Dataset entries
----

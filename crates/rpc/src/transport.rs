//! In-memory stand-in for a network listener.
//!
//! Every dial creates a bounded duplex byte pipe and hands its server half to
//! the [`Acceptor`] through a bounded backlog queue. Writers block once the
//! pipe's buffer is full.

use std::fmt;
use std::future::Future;
use std::io;
use std::pin::Pin;
use std::sync::Arc;
use std::task::{Context, Poll};

use pin_project_lite::pin_project;
use tokio::io::{AsyncRead, AsyncWrite, DuplexStream, ReadBuf};
use tokio::sync::mpsc;
use tokio_stream::wrappers::ReceiverStream;
use tokio_stream::{Stream, StreamExt};
use tonic::transport::Uri;
use tonic::transport::server::Connected;
use tower_service::Service;

/// Address of an in-memory listener.
#[derive(Debug, Clone, PartialEq, Eq, Hash)]
pub struct Addr {
	authority: Arc<str>,
}

impl Addr {
	/// Creates an address for `authority`.
	pub fn new(authority: &str) -> Self {
		Self {
			authority: authority.into(),
		}
	}

	/// Network name, always `"bufnet"`.
	pub fn network(&self) -> &'static str {
		"bufnet"
	}

	/// The stand-in authority.
	pub fn authority(&self) -> &str {
		&self.authority
	}
}

impl fmt::Display for Addr {
	fn fmt(&self, f: &mut fmt::Formatter<'_>) -> fmt::Result {
		f.write_str(&self.authority)
	}
}

pin_project! {
	/// One end of an in-memory connection.
	#[derive(Debug)]
	pub struct MemoryConn {
		#[pin]
		io: DuplexStream,
		addr: Addr,
	}
}

impl MemoryConn {
	/// Address of the listener this connection belongs to.
	pub fn addr(&self) -> &Addr {
		&self.addr
	}
}

impl AsyncRead for MemoryConn {
	fn poll_read(self: Pin<&mut Self>, cx: &mut Context<'_>, buf: &mut ReadBuf<'_>) -> Poll<io::Result<()>> {
		self.project().io.poll_read(cx, buf)
	}
}

impl AsyncWrite for MemoryConn {
	fn poll_write(self: Pin<&mut Self>, cx: &mut Context<'_>, buf: &[u8]) -> Poll<io::Result<usize>> {
		self.project().io.poll_write(cx, buf)
	}

	fn poll_flush(self: Pin<&mut Self>, cx: &mut Context<'_>) -> Poll<io::Result<()>> {
		self.project().io.poll_flush(cx)
	}

	fn poll_shutdown(self: Pin<&mut Self>, cx: &mut Context<'_>) -> Poll<io::Result<()>> {
		self.project().io.poll_shutdown(cx)
	}
}

impl Connected for MemoryConn {
	type ConnectInfo = Addr;

	fn connect_info(&self) -> Self::ConnectInfo {
		self.addr.clone()
	}
}

/// Creates a connected dialer/acceptor pair.
///
/// `buffer_size` bounds each direction of every connection; `backlog` bounds
/// dials waiting to be accepted.
pub fn pipe(addr: Addr, buffer_size: usize, backlog: usize) -> (Dialer, Acceptor) {
	let (tx, rx) = mpsc::channel(backlog.max(1));
	let dialer = Dialer {
		tx,
		addr,
		buffer_size: buffer_size.max(1),
	};
	(dialer, Acceptor { rx })
}

/// Client side of [`pipe`].
#[derive(Debug, Clone)]
pub struct Dialer {
	tx: mpsc::Sender<MemoryConn>,
	addr: Addr,
	buffer_size: usize,
}

impl Dialer {
	/// Opens a connection, waiting while the accept backlog is full.
	///
	/// Fails with [`io::ErrorKind::ConnectionRefused`] once the acceptor is gone.
	pub async fn dial(&self) -> io::Result<MemoryConn> {
		let (client, server) = tokio::io::duplex(self.buffer_size);
		let server = MemoryConn {
			io: server,
			addr: self.addr.clone(),
		};
		self.tx
			.send(server)
			.await
			.map_err(|_| io::Error::new(io::ErrorKind::ConnectionRefused, "listener is closed"))?;
		tracing::trace!(addr = %self.addr, "transport.dial");
		Ok(MemoryConn {
			io: client,
			addr: self.addr.clone(),
		})
	}

	/// Returns true once the acceptor has been dropped or closed.
	pub fn is_closed(&self) -> bool {
		self.tx.is_closed()
	}
}

/// Server side of [`pipe`].
#[derive(Debug)]
pub struct Acceptor {
	rx: mpsc::Receiver<MemoryConn>,
}

impl Acceptor {
	/// Waits for the next dial. Returns `None` once every dialer is gone.
	pub async fn accept(&mut self) -> Option<MemoryConn> {
		self.rx.recv().await
	}

	/// Refuses further dials; already queued ones can still be accepted.
	pub fn close(&mut self) {
		self.rx.close();
	}

	/// Adapts the acceptor into the incoming-connection stream tonic serves.
	pub fn into_incoming(self) -> impl Stream<Item = io::Result<MemoryConn>> + Send + 'static {
		ReceiverStream::new(self.rx).map(Ok)
	}
}

/// Connector handing tonic's client fresh in-memory connections.
#[derive(Debug, Clone)]
pub(crate) struct MemoryConnector {
	dialer: Dialer,
}

impl MemoryConnector {
	pub(crate) fn new(dialer: Dialer) -> Self {
		Self { dialer }
	}
}

impl Service<Uri> for MemoryConnector {
	type Response = MemoryConn;
	type Error = io::Error;
	type Future = Pin<Box<dyn Future<Output = io::Result<MemoryConn>> + Send>>;

	fn poll_ready(&mut self, _cx: &mut Context<'_>) -> Poll<Result<(), Self::Error>> {
		Poll::Ready(Ok(()))
	}

	fn call(&mut self, _uri: Uri) -> Self::Future {
		let dialer = self.dialer.clone();
		Box::pin(async move { dialer.dial().await })
	}
}
//! Seam between the bridge and the RPC engine.
//!
//! Engine operations are blocking: they run inside bridged units and park the
//! unit's thread until the engine answers. Structured statuses are data;
//! [`EngineError::Transport`] is reserved for failures that produced none.

use bufnet_metadata::Metadata;
use bufnet_worker::{CallContext, FinishHook};
use bytes::Bytes;

use crate::status::RpcStatus;
use crate::types::{RpcResult, StreamKind};

mod grpc;

pub use grpc::TonicEngine;

/// Engine failure.
#[derive(Debug, Clone, PartialEq, Eq, thiserror::Error)]
pub enum EngineError {
	/// The call failed with a status.
	#[error("{0}")]
	Status(RpcStatus),
	/// The transport failed without a status.
	#[error("transport error: {0}")]
	Transport(String),
	/// The request could not be expressed on the wire.
	#[error("invalid request: {0}")]
	Invalid(String),
}

/// Everything a unary exchange produced.
#[derive(Debug, Clone, PartialEq, Eq)]
pub struct UnaryReply {
	/// Leading metadata, empty if none arrived.
	pub header: Metadata,
	/// Trailing metadata, empty if none arrived.
	pub trailer: Metadata,
	/// Response message, or the status the call failed with.
	pub outcome: Result<Bytes, RpcStatus>,
}

impl From<UnaryReply> for RpcResult {
	fn from(reply: UnaryReply) -> Self {
		let (response, status) = match reply.outcome {
			Ok(response) => (response, RpcStatus::ok()),
			Err(status) => (Bytes::new(), status),
		};
		Self {
			header: reply.header,
			trailer: reply.trailer,
			response,
			status,
		}
	}
}

/// Client side of an RPC engine.
pub trait RpcEngine: Send + Sync + 'static {
	/// Performs a unary call, capturing header and trailer.
	///
	/// Returns `Ok` for every call that ended with a status, including
	/// failures and cancellation through `ctx`.
	fn invoke(&self, ctx: &CallContext, method: &str, request: Bytes, metadata: &Metadata) -> Result<UnaryReply, EngineError>;

	/// Establishes a streaming call.
	///
	/// The call lives until `ctx` is cancelled or the responder finishes;
	/// `on_finish` fires exactly once when it ends for any reason.
	fn open_stream(
		&self,
		ctx: &CallContext,
		kind: StreamKind,
		method: &str,
		metadata: &Metadata,
		on_finish: FinishHook,
	) -> Result<Box<dyn EngineStream>, EngineError>;
}

/// One established streaming call.
pub trait EngineStream: Send + Sync + 'static {
	/// Waits for leading metadata. A stream that ends without sending any
	/// yields empty metadata.
	fn header(&self) -> Result<Metadata, EngineError>;

	/// Sends one message, waiting while the outbound queue is full.
	fn send(&self, message: Bytes) -> Result<(), EngineError>;

	/// Ends the outbound half. Repeated calls are no-ops.
	fn close_send(&self) -> Result<(), EngineError>;

	/// Receives the next message; `Ok(None)` marks a clean end.
	fn recv(&self) -> Result<Option<Bytes>, EngineError>;

	/// Trailing metadata; empty until the stream has ended.
	fn trailer(&self) -> Metadata;
}
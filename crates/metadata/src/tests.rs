use pretty_assertions::assert_eq;
use proptest::prelude::*;
use serde_json::json;

use super::*;

#[test]
fn keys_are_case_insensitive() {
	let mut md = Metadata::new();
	md.append("Authorization", "a");
	md.append("AUTHORIZATION", "b");
	assert_eq!(md.len(), 1);
	assert_eq!(md.get_all("authorization"), ["a", "b"]);
	assert_eq!(md.get("AuThOrIzAtIoN"), Some("a"));
}

#[test]
fn empty_value_list_is_absent() {
	let mut md = Metadata::new();
	md.set("x", Vec::<String>::new());
	assert!(md.is_empty());
	assert!(!md.contains_key("x"));
	assert!(md.get_all("x").is_empty());

	md.set("x", ["1", "2"]);
	md.set("X", Vec::<String>::new());
	assert!(md.is_empty());
}

#[test]
fn merge_appends_in_order() {
	let mut left: Metadata = [("k", "1")].into_iter().collect();
	let right: Metadata = [("K", "2"), ("other", "x")].into_iter().collect();
	left.merge(right);
	assert_eq!(left.get_all("k"), ["1", "2"]);
	assert_eq!(left.get("other"), Some("x"));
}

#[test]
fn empty_metadata_encodes_to_empty_object() {
	assert_eq!(to_host(&Metadata::new()), json!({}));
}

#[test]
fn encodes_every_value() {
	let md: Metadata = [("a", "1"), ("a", "2"), ("b", "3")].into_iter().collect();
	assert_eq!(to_host(&md), json!({ "a": ["1", "2"], "b": ["3"] }));
}

#[test]
fn from_host_treats_null_as_empty() {
	let md = from_host(&json!({ "a": null, "b": [] , "c": ["v"] })).unwrap();
	assert_eq!(md, [("c", "v")].into_iter().collect::<Metadata>());
}

#[test]
fn from_host_rejects_unexpected_shapes() {
	assert_eq!(
		from_host(&json!(["a"])),
		Err(MetadataError::NotAnObject { found: "an array" })
	);
	assert_eq!(
		from_host(&json!({ "a": "v" })),
		Err(MetadataError::NotAList {
			key: "a".into(),
			found: "a string"
		})
	);
	assert_eq!(
		from_host(&json!({ "a": ["v", 3] })),
		Err(MetadataError::NotAString { key: "a".into(), index: 1 })
	);
}

#[test]
fn from_host_lossy_skips_malformed_entries() {
	assert!(from_host_lossy(&json!("nope")).is_empty());
	assert!(from_host_lossy(&json!(null)).is_empty());

	let md = from_host_lossy(&json!({ "a": "v", "b": ["x", 1, "y"] }));
	assert_eq!(md, [("b", "x"), ("b", "y")].into_iter().collect::<Metadata>());
}

#[test]
fn serde_round_trip_matches_host_shape() {
	let md: Metadata = [("Key", "1"), ("key", "2")].into_iter().collect();
	let text = serde_json::to_string(&md).unwrap();
	assert_eq!(text, r#"{"key":["1","2"]}"#);

	let back: Metadata = serde_json::from_str(r#"{"KEY":["1","2"],"gone":null,"none":[]}"#).unwrap();
	assert_eq!(back, md);
}

fn metadata_strategy() -> impl Strategy<Value = Metadata> {
	proptest::collection::btree_map("[a-z0-9-]{1,12}", proptest::collection::vec(".{0,16}", 1..4), 0..6)
		.prop_map(|entries| {
			let mut md = Metadata::new();
			for (key, values) in entries {
				md.set(&key, values);
			}
			md
		})
}

proptest! {
	#[test]
	fn host_codec_round_trips(md in metadata_strategy()) {
		prop_assert_eq!(from_host(&to_host(&md)), Ok(md.clone()));
		prop_assert_eq!(from_host_lossy(&to_host(&md)), md);
	}
}
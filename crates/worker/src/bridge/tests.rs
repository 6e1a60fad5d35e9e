use std::sync::Arc;
use std::sync::atomic::{AtomicUsize, Ordering};
use std::time::Duration;

use super::*;
use crate::{RuntimeHost, RuntimeOptions};

#[derive(Debug, PartialEq, Eq)]
enum TestError {
	Unit(UnitFailure),
	Work(&'static str),
}

impl From<UnitFailure> for TestError {
	fn from(failure: UnitFailure) -> Self {
		Self::Unit(failure)
	}
}

fn bridge() -> (RuntimeHost, Bridge) {
	let host = RuntimeHost::new(&RuntimeOptions::default()).unwrap();
	let bridge = Bridge::new(Scope::new(), host.handle().clone());
	(host, bridge)
}

#[test]
fn submit_settles_with_unit_value() {
	let (_host, bridge) = bridge();
	let pending = bridge.submit(TaskClass::Call, || Ok::<_, TestError>(41 + 1));
	assert_eq!(bridge.wait(pending), Ok(42));
}

#[test]
fn submit_settles_with_unit_error() {
	let (_host, bridge) = bridge();
	let pending = bridge.submit(TaskClass::Call, || Err::<(), _>(TestError::Work("nope")));
	assert_eq!(bridge.wait(pending), Err(TestError::Work("nope")));
}

#[test]
fn panicking_unit_rejects_instead_of_crashing() {
	let (_host, bridge) = bridge();
	let pending = bridge.submit(TaskClass::Call, || -> Result<(), TestError> { panic!("exploded") });
	assert_eq!(
		bridge.wait(pending),
		Err(TestError::Unit(UnitFailure::Panicked("exploded".to_string())))
	);
	assert_eq!(bridge.scope().outstanding(), 0);
}

#[test]
fn wait_inside_unit_is_rejected() {
	let (_host, bridge) = bridge();
	let inner = bridge.clone();
	let pending = bridge.submit(TaskClass::Call, move || {
		let nested = Pending::<(), TestError>::ready(Ok(()));
		inner.wait(nested)
	});
	assert_eq!(bridge.wait(pending), Err(TestError::Unit(UnitFailure::ReentrantWait)));
}

#[test]
fn units_run_concurrently() {
	let (_host, bridge) = bridge();
	let running = Arc::new(AtomicUsize::new(0));
	let barrier = Arc::new(std::sync::Barrier::new(4));

	let pendings: Vec<_> = (0..4)
		.map(|_| {
			let running = Arc::clone(&running);
			let barrier = Arc::clone(&barrier);
			bridge.submit(TaskClass::Stream, move || {
				running.fetch_add(1, Ordering::SeqCst);
				barrier.wait();
				Ok::<_, TestError>(())
			})
		})
		.collect();

	for pending in pendings {
		bridge.wait(pending).unwrap();
	}
	assert_eq!(running.load(Ordering::SeqCst), 4);
}

#[test]
fn scope_drains_after_settlement() {
	let (_host, bridge) = bridge();
	let pending = bridge.submit(TaskClass::Control, || {
		std::thread::sleep(Duration::from_millis(20));
		Ok::<_, TestError>("done")
	});
	assert_eq!(bridge.scope().outstanding(), 1);
	bridge.scope().drain();
	assert_eq!(bridge.scope().outstanding(), 0);
	assert_eq!(bridge.wait(pending), Ok("done"));
}

#[test]
fn pending_is_awaitable() {
	let (host, bridge) = bridge();
	let pending = bridge.submit(TaskClass::Call, || Ok::<_, TestError>(7));
	let value = host.handle().block_on(pending);
	assert_eq!(value, Ok(7));
}

#[test]
fn ready_pending_settles_immediately() {
	let (_host, bridge) = bridge();
	let pending = Pending::<u8, TestError>::ready(Err(TestError::Work("early")));
	assert_eq!(bridge.wait(pending), Err(TestError::Work("early")));
}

----

Extract every line from the one containing "let pending = bridge.submit(TaskClass::Control, ||" through the last line of the data, inclusive, exactly as written.

__Result below__:
	let pending = bridge.submit(TaskClass::Control, || {
		std::thread::sleep(Duration::from_millis(20));
		Ok::<_, TestError>("done")
	});
	assert_eq!(bridge.scope().outstanding(), 1);
	bridge.scope().drain();
	assert_eq!(bridge.scope().outstanding(), 0);
	assert_eq!(bridge.wait(pending), Ok("done"));
}

#[test]
fn pending_is_awaitable() {
	let (host, bridge) = bridge();
	let pending = bridge.submit(TaskClass::Call, || Ok::<_, TestError>(7));
	let value = host.handle().block_on(pending);
	assert_eq!(value, Ok(7));
}

#[test]
fn ready_pending_settles_immediately() {
	let (_host, bridge) = bridge();
	let pending = Pending::<u8, TestError>::ready(Err(TestError::Work("early")));
	assert_eq!(bridge.wait(pending), Err(TestError::Work("early")));
}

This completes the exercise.